Hence, \(\Phi_{\lambda}(u)<0\) for all \(u\in E\) with \(\Vert u \Vert _{\lambda}\geq R\). □
Proof of Theorem 1.1
Let \(X=E_{\lambda}\), \(Y=Y_{m}\) and \(Z=\overline{Z_{m}}\). Clearly, \(\Phi(0)=0\) and \(\Phi(u)=\Phi(-u)\) due to \((F_{4})\). By virtue of Lemma 2.4, Lemma 2.6, Lemma 2.7 and the fountain theorem (Theorem 3.6 [16]), problem (1.1) possesses infinitely many high energy solutions. □
Proof of Corollary 1.2
Let us consider the Hilbert space
$$H= \biggl\{ u\in H^{1}\bigl(\mathbb{R}^{3}\bigr): \int_{\mathbb{R}^{3}}\bigl(a \vert \nabla u \vert ^{2}+ \lambda\widetilde{V}(x)u^{2}\bigr)\,dx< \infty \biggr\} $$
endowed with the norm
$$\Vert u \Vert = \biggl( \int_{\mathbb{R}^{3}}\bigl(a \vert \nabla u \vert ^{2}+ \lambda\widetilde{V}(x)u^{2}\bigr)\,dx \biggr)^{\frac{1}{2}}. $$
Let
$$\Phi(u)=\frac{1}{2} \int_{\mathbb{R}^{3}}\bigl(a \vert \nabla u \vert ^{2}+ \lambda V(x)u^{2}\bigr)\,dx+\frac{b}{4} \biggl( \int_{\mathbb{R}^{3}} \vert \nabla u \vert ^{2}\,dx \biggr)^{2} - \int_{\mathbb{R}^{3}}F(x,u)\,dx,\quad \forall u\in H. $$
Obviously, Φ is a well-defined class \(C^{1}\) functional, and the embedding \(H\hookrightarrow L^{s}\) is compact for \(2\leq s<6\) (see the proof of Lemma 2.2).

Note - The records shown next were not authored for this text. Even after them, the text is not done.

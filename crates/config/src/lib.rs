//! Layered configuration for wsync.
//!
//! Sources, lowest priority first:
//!
//! 1. Built-in defaults
//! 2. A config file (`.toml`, `.yaml`/`.yml` or `.json`), by default
//!    `config.toml` in the platform config directory
//! 3. The standard AWS environment variables (`AWS_REGION`,
//!    `AWS_ACCESS_KEY_ID`, ...)
//! 4. `WSYNC_*` environment variables (`WSYNC_BUCKET`, `WSYNC_PREFIX`, ...)

mod config;
pub mod error;

pub use crate::config::{Config, default_config_path};
//! Path validation and security utilities.
//!
//! This module provides functions to validate workspace-relative paths and
//! object keys, and prevent security issues like path traversal attacks. Every
//! path that reaches the filesystem or the object store goes through here.

use std::path::{Component, Path, PathBuf};

use crate::error::{ErrorKind, Result};

/// Validates a workspace-relative path for security and correctness.
///
/// Repeated separators, `.` components and trailing separators are
/// normalized away. Any `..` component is rejected outright, even one that
/// would stay inside the root (`a/../b`): a remote key spelled that way is
/// either hostile or broken, and neither is worth resolving.
///
/// > **Note:** Backslashes are only separators on Windows. Use
/// >           [`validate_key`] for object keys, which normalizes them first.
///
/// # Returns
/// Returns the normalized path if valid, or [`InvalidPath`](crate::error::ErrorKind::InvalidPath)
/// if invalid.
///
/// # Examples
///
/// ```
/// use std::path::Path;
/// use wsync_storage::validate_path;
/// // Valid paths
/// assert!(validate_path("src/main.rs").is_ok());
/// assert!(validate_path("a/b/c/file.txt").is_ok());
/// // Invalid paths
/// assert!(validate_path("../etc/passwd").is_err());
/// assert!(validate_path("a/../b").is_err());
/// assert!(validate_path("/etc/passwd").is_err());
/// assert!(validate_path("a\0b").is_err());
/// // Paths get normalized
/// assert_eq!(
///     validate_path("./notes//./todo.md/").unwrap(),
///     Path::new("notes/todo.md")
/// );
/// ```
pub fn validate(path: impl AsRef<Path>) -> Result<PathBuf> {
    let path = path.as_ref();
    let mut components = Vec::new();
    for component in path.components() {
        match component {
            Component::Normal(s) => {
                // Null bytes pass through Path::components() on Unix but cause
                // truncation in C-based syscalls; reject them explicitly.
                if s.as_encoded_bytes().contains(&0) {
                    exn::bail!(ErrorKind::InvalidPath(path.to_path_buf()));
                }
                components.push(s)
            },
            Component::CurDir => {},
            Component::RootDir | Component::Prefix(_) | Component::ParentDir => {
                exn::bail!(ErrorKind::InvalidPath(path.to_path_buf()))
            },
        }
    }
    match components.is_empty() {
        true => exn::bail!(ErrorKind::InvalidPath(path.to_path_buf())),
        false => Ok(components.into_iter().collect()),
    }
}

/// Validates an object key (already stripped of the sync prefix).
///
/// Object stores treat `\` as an ordinary character, but a key written from
/// a Windows machine would land as a single oddly-named file locally, or
/// worse, as `..\..\` traversal on a Windows host. Backslashes are turned
/// into `/` before running [`validate`].
///
/// ```
/// use std::path::Path;
/// use wsync_storage::validate_key;
/// assert_eq!(validate_key("docs\\readme.md").unwrap(), Path::new("docs/readme.md"));
/// assert!(validate_key("..\\..\\etc\\passwd").is_err());
/// ```
pub fn validate_key(key: &str) -> Result<PathBuf> {
    validate(key.replace('\\', "/"))
}

/// Converts a workspace-relative path into the `/`-separated form used in
/// object keys.
///
/// The path is validated first. Non UTF-8 paths cannot be represented as an
/// object key and are rejected as [`InvalidPath`](ErrorKind::InvalidPath).
///
/// ```
/// use std::path::Path;
/// use wsync_storage::to_key;
/// assert_eq!(to_key(Path::new("sub/./b.txt")).unwrap(), "sub/b.txt");
/// ```
pub fn to_key(path: impl AsRef<Path>) -> Result<String> {
    let validated = validate(path.as_ref())?;
    let mut parts = Vec::new();
    for component in validated.components() {
        match component.as_os_str().to_str() {
            Some(part) => parts.push(part),
            None => exn::bail!(ErrorKind::InvalidPath(validated.clone())),
        }
    }
    Ok(parts.join("/"))
}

By Lemma 2.4, Lemma 2.6, Lemma 2.7 and the fountain theorem (Theorem 3.6 [16]), problem (1.3) possesses infinitely many high energy solutions. □
Remark 2.8
In the next paper, we wish to consider the sign-changing solutions for the biharmonic problem like in [19, 21] and so on.